Computational Molecular Bioscience
Vol.2 No.3(2012), Article ID:22495,6 pages DOI:10.4236/cmb.2012.23010

A Mathematical Model for Inter-Cellular Inductive Notch Signaling

Jeyaraman Srividhya

The Biocomplexity Institute, Indiana University, Bloomington, USA


Received August 14, 2012; revised September 15, 2012; accepted September 23, 2012

Keywords: Delta-Notch Signaling; Apical Ectodermal Ridge; Compucell3D; Boundary Formation; Inductive Signaling


In vertebrate limb, a group of specialized epithelial cells called Apical Ectodermal Ridge (AER) form at the boundary of dorsal and ventral limb ectoderm. Recent experiments suggest that AER forms at the boundary of Fringe expressing and Fringe non-expressing cells by a specific type of receptor-ligand interaction called as inductive signaling, involving the transmembrane proteins Notch, Serrate and Delta. Experiments conducted on Drosophila wing disc have shown that Fringe inhibits the binding ability of Serrate ligand to Notch and enhances that of Delta to Notch. Although several of the signaling elements have been identified experimentally, it remains unclear how the inter-cellular interactions can give rise to such a boundary of specialized cells. Here we present an ordinary differential equation (ODE) model involving Delta→Notch and Serrate→Notch interactions between juxtaposed Fringe expressing and Fringe nonexpressing cells. When simulated in a compartmentalized set up, this model gives rise to high Notch levels at the boundary of Fringe expressing and Fringe non-expressing cells.

1. Introduction

Notch signaling is one of the highly conserved signaling pathways in animal kingdom and plays a vital role in determining the fate of developing tissues [1]. Notch receptor and its ligands Delta, Serrate and Lag/Jagged (DSL ligands) are transmembrane proteins that have large extracellular domains with Epidermal Growth Factor (EGF) like repeats. Notch signaling is activated when the Notch receptor of one cell binds with a Notch ligand of the neighboring cell, which is called as trans-activation. Notch activation within the same cell is termed as cisactivation. When Notch receptor accepts a ligand from the neighboring cell, a multi-step cleavage leads to the formation of an active intracellular domain called as Notch intracellular domain (NICD). NICD further activates several other transcription factors required for differentiation and other important transformations [1].

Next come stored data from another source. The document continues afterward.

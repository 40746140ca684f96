//! Document export helpers
//!
//! Serialization is always 2-space indented and preserves field order (block
//! maps included). Filenames follow the pipeline convention:
//! `<film_id>_<current_step>.json` for Stage 1,
//! `<first_scene_id>_edited.json` for Stage 2.

use serde_json::Value;

use crate::error::Result;
use crate::model::{Document, DocumentKind};

/// Fallback filename when a document carries too little identity to name
const DEFAULT_FILENAME: &str = "data.json";

/// Pretty-print a document for download/save.
pub fn to_pretty_json(document: &Document) -> Result<String> {
    Ok(serde_json::to_string_pretty(document.value())?)
}

/// Filename the exported document should be saved under.
pub fn export_filename(document: &Document) -> String {
    match document.kind() {
        DocumentKind::Stage2 => {
            let stem = document
                .value()
                .get("scenes")
                .and_then(Value::as_array)
                .and_then(|scenes| scenes.first())
                .and_then(|scene| scene.get("scene_id"))
                .and_then(Value::as_str)
                .unwrap_or("stage2");
            format!("{stem}_edited.json")
        }
        DocumentKind::Stage1 => match (document.film_id(), document.current_step()) {
            (Some(film_id), Some(step)) => format!("{film_id}_{step}.json"),
            _ => DEFAULT_FILENAME.to_string(),
        },
    }
}

/// Re-indent raw JSON text; returns the input unchanged when it does not
/// parse.
pub fn format_json(input: &str) -> String {
    match serde_json::from_str::<Value>(input) {
        Ok(value) => serde_json::to_string_pretty(&value).unwrap_or_else(|_| input.to_string()),
        Err(_) => input.to_string(),
    }
}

Notch signaling in developing tissues can be categorized into three types: 1) Lateral inhibition: Here equivalent cells in a population acquire different fate due to Notch signaling resulting in one cell with high Notch and the neighboring cell with low Notch forming a checker board pattern; 2) Lineage decisions: An asymmetric cell division occurs where cell progenies acquire different levels of Notch resulting in differentiated cell types, and 3) Induction: Here specialized cells are formed at the boundary of two non-equivalent cell populations that express different genes [2,3]. Inductive signaling of Notch plays a vital role in Drosophila wing disc formation and limb formation in vertebrates [4,5]. In chick embryos, at HH (Hamburger-Hamilton) [6] stage 16, an inductive signaling is believed to occur at the bending of the lateral plate mesoderm across the somites 15 - 18, to give rise to a growing limb bud. This inductive signaling gives rise to a specialized type of cells called Apical Ectodermal Ridge (AER) which secretes the morphogens belonging to the Fibroblast Growth Factor family (Figure 1). The AER runs along the anteroposterior axis of the embryo and forms at the boundary of the dorsal and ventral ectoderm. Several genes are expressed in the dorsoventral domains before the AER formation giving the ectoderm a dorsal and ventral identity. Wnt-7a gene

Figure 1. Illustration of limb showing the dorsal and ventral sides with AER (orange).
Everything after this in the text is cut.